Last updated: 13 Jan 2026

search-api: Indexing

Elasticsearch, the search engine operated by Search API, stores documents in indexes.

This document describes how documents are indexed (added to Elasticsearch indexes).

Nomenclature

Link: Either the base path for a content item, or an external link.
Document: An elasticsearch document, something we can search for.
Document Type: An elasticsearch document type specifies the fields for a particular type of document. All our document types are defined in config/schema/elasticsearch_types
Index: An elasticsearch search index. Search API maintains separate indices (government and govuk), but searches return documents from all of them.
Index Group: An alias in elasticsearch that points to one index at a time. This allows us to rebuild indexes without downtime.

How documents get added to the search indexes

There are two ways documents get added to a search index:

HTTP requests to Search API's Documents API (deprecated)
Search API subscribes to RabbitMQ messages from the Publishing API.

Search API search results are weighted by popularity. We rebuild the index nightly to incorporate the latest analytics.

Publishing API integration

Search API subscribes to a RabbitMQ queue of updates from publishing-api. This still requires Sidekiq to be running.

bundle exec rake message_queue:insert_data_into_govuk

There is also a separate process that listens to only 'links' updates from the publishing API. This is used for updating old indexes that are populated through the '/documents' API (government) and can be removed once those indexes no longer exist.

bundle exec rake message_queue:listen_to_publishing_queue

Internal only APIs

There are some other APIs that are only exposed internally:

content-api.md for the /content/* endpoint.
documents.md for the */documents/ endpoint.

These are used by search admin.

Schemas

See schemas for more detail.

Changing the schema/Reindexing

After changing the schema, you'll need to recreate the index. This reindexes documents from the existing index.
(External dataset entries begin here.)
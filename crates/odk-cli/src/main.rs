//! odk entry point.
//!
//! This binary is intentionally thin: it parses arguments, sets up
//! tracing, connects the pool, and renders whatever structured result
//! or error the core returns. All transactional semantics live in
//! odk-core.

use std::collections::BTreeMap;

use anyhow::{bail, Context, Result};
use clap::{Parser, Subcommand};

use odk_core::{NewCustomer, NewOrder, NewProduct, NewSupplier};

#[derive(Parser)]
#[command(name = "odk")]
#[command(about = "orderdesk business-records CLI", long_about = None)]
struct Cli {
    #[command(subcommand)]
    cmd: Commands,
}

#[derive(Subcommand)]
enum Commands {
    /// Database commands
    Db {
        #[command(subcommand)]
        cmd: DbCmd,
    },

    /// Order workflow (create, pay, list)
    Order {
        #[command(subcommand)]
        cmd: OrderCmd,
    },

    /// Customer registration and deletion
    Customer {
        #[command(subcommand)]
        cmd: CustomerCmd,
    },

    /// Product registration and deletion
    Product {
        #[command(subcommand)]
        cmd: ProductCmd,
    },

    /// Supplier registration and deletion
    Supplier {
        #[command(subcommand)]
        cmd: SupplierCmd,
    },
}

#[derive(Subcommand)]
enum DbCmd {
    Status,

    /// Apply SQL migrations.
    Migrate,
}

#[derive(Subcommand)]
enum OrderCmd {
    /// Create a multi-line order atomically; prints the new order number.
    Create {
        /// Customer number
        #[arg(long)]
        customer: i64,

        /// Order date (YYYY-MM-DD)
        #[arg(long)]
        date: String,

        /// Line item as SKU=QTY (repeatable)
        #[arg(long = "line", required = true)]
        lines: Vec<String>,
    },

    /// Record a payment for an order (at most one per order).
    Pay {
        /// Order number
        #[arg(long)]
        order: i64,

        /// Paying customer number
        #[arg(long)]
        customer: i64,
    },

    /// List orders with paid status.
    List {
        #[arg(long, default_value_t = 50)]
        limit: i64,

        #[arg(long, default_value_t = 0)]
        offset: i64,

        /// Emit JSON instead of a table
        #[arg(long, default_value_t = false)]
        json: bool,
    },
}

#[derive(Subcommand)]
enum CustomerCmd {
    Add {
        #[arg(long)]
        number: i64,

        #[arg(long)]
        name: String,

        #[arg(long)]
        email: String,

        #[arg(long)]
        phone: Option<String>,

        #[arg(long)]
        address: Option<String>,
    },

    /// Delete the customer and every dependent row (orders, line items,
    /// payments, process rows) in one transaction.
    Delete {
        #[arg(long)]
        number: i64,
    },
}

#[derive(Subcommand)]
enum ProductCmd {
    Add {
        #[arg(long)]
        sku: String,

        #[arg(long)]
        name: String,

        /// Price in integer cents
        #[arg(long = "price-cents")]
        price_cents: i64,

        #[arg(long)]
        description: Option<String>,

        #[arg(long)]
        ean: Option<String>,
    },

    /// Delete the product, every order containing it (whole orders),
    /// and its supplier/delivery rows in one transaction.
    Delete {
        #[arg(long)]
        sku: String,
    },
}

#[derive(Subcommand)]
enum SupplierCmd {
    Add {
        #[arg(long)]
        tin: String,

        /// Product this supplier sells (must exist)
        #[arg(long)]
        sku: String,

        #[arg(long)]
        name: Option<String>,

        #[arg(long)]
        address: Option<String>,

        /// Contract date (YYYY-MM-DD)
        #[arg(long)]
        date: Option<String>,
    },

    /// Delete the supplier and its delivery rows in one transaction.
    Delete {
        #[arg(long)]
        tin: String,
    },
}

/// Parse a `SKU=QTY` argument into a line-item pair.
fn parse_line(raw: &str) -> Result<(String, i32)> {
    let (sku, qty) = raw
        .split_once('=')
        .with_context(|| format!("line item '{raw}' is not SKU=QTY"))?;
    if sku.is_empty() {
        bail!("line item '{raw}' has an empty SKU");
    }
    let qty: i32 = qty
        .parse()
        .with_context(|| format!("line item '{raw}' has a non-integer quantity"))?;
    Ok((sku.to_string(), qty))
}

fn init_tracing() {
    tracing_subscriber::fmt()
        .with_env_filter(
            tracing_subscriber::EnvFilter::try_from_default_env().unwrap_or_else(|_| "info".into()),
        )
        .init();
}

#[tokio::main]
async fn main() -> Result<()> {
    // Load .env.local if present (dev convenience). Silent if the file
    // does not exist; production injects env vars directly.
    let _ = dotenvy::from_filename(".env.local");

    init_tracing();

    let cli = Cli::parse();
    let pool = odk_db::connect_from_env().await?;

    match cli.cmd {
        Commands::Db { cmd } => match cmd {
            DbCmd::Status => {
                let s = odk_db::status(&pool).await?;
                println!("db_ok={} has_orders_table={}", s.ok, s.has_orders_table);
            }
            DbCmd::Migrate => {
                odk_db::migrate(&pool).await?;
                println!("migrations applied");
            }
        },

        Commands::Order { cmd } => match cmd {
            OrderCmd::Create { customer, date, lines } => {
                let mut items: BTreeMap<String, i32> = BTreeMap::new();
                for raw in &lines {
                    let (sku, qty) = parse_line(raw)?;
                    // Repeating a SKU accumulates its quantity.
                    *items.entry(sku).or_insert(0) += qty;
                }
                let order = NewOrder { cust_no: customer, date, lines: items };
                let order_no = odk_core::create_order(&pool, &order).await?;
                println!("order_no={order_no}");
            }
            OrderCmd::Pay { order, customer } => {
                odk_core::record_payment(&pool, order, customer).await?;
                println!("payment recorded for order {order}");
            }
            OrderCmd::List { limit, offset, json } => {
                let orders = odk_core::list_orders(&pool, limit, offset).await?;
                if json {
                    println!("{}", serde_json::to_string_pretty(&orders)?);
                } else {
                    for o in orders {
                        println!(
                            "order_no={} cust_no={} date={} paid={}",
                            o.order_no, o.cust_no, o.date, o.is_paid
                        );
                    }
                }
            }
        },

        Commands::Customer { cmd } => match cmd {
            CustomerCmd::Add { number, name, email, phone, address } => {
                let c = NewCustomer { cust_no: number, name, email, phone, address };
                odk_core::register_customer(&pool, &c).await?;
                println!("customer {number} registered");
            }
            CustomerCmd::Delete { number } => {
                odk_core::delete_customer(&pool, number).await?;
                println!("customer {number} deleted with all dependent rows");
            }
        },

        Commands::Product { cmd } => match cmd {
            ProductCmd::Add { sku, name, price_cents, description, ean } => {
                let p = NewProduct { sku: sku.clone(), name, description, price_cents, ean };
                odk_core::register_product(&pool, &p).await?;
                println!("product {sku} registered");
            }
            ProductCmd::Delete { sku } => {
                odk_core::delete_product(&pool, &sku).await?;
                println!("product {sku} deleted with all orders containing it");
            }
        },

        Commands::Supplier { cmd } => match cmd {
            SupplierCmd::Add { tin, sku, name, address, date } => {
                let s = NewSupplier { tin: tin.clone(), name, address, sku, date };
                odk_core::register_supplier(&pool, &s).await?;
                println!("supplier {tin} registered");
            }
            SupplierCmd::Delete { tin } => {
                odk_core::delete_supplier(&pool, &tin).await?;
                println!("supplier {tin} deleted with its deliveries");
            }
        },
    }

    Ok(())
}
SEARCH_INDEX=all bundle exec rake search:migrate_schema

Representing parts and attachments

Parts are subpages within a single GOV.UK content item, each with its own title, body, and slug. They allow one piece of content to be split into multiple sections (e.g., /parent/section-name) without creating separate content items. The Search API indexes both parts and HTML attachments using the same parts field, treating them as additional sections of the main document. Instead of handling HTML attachments like file downloads, they are stored as extra “parts,” keeping everything in one indexed document while still allowing each attachment’s title and body to be searchable.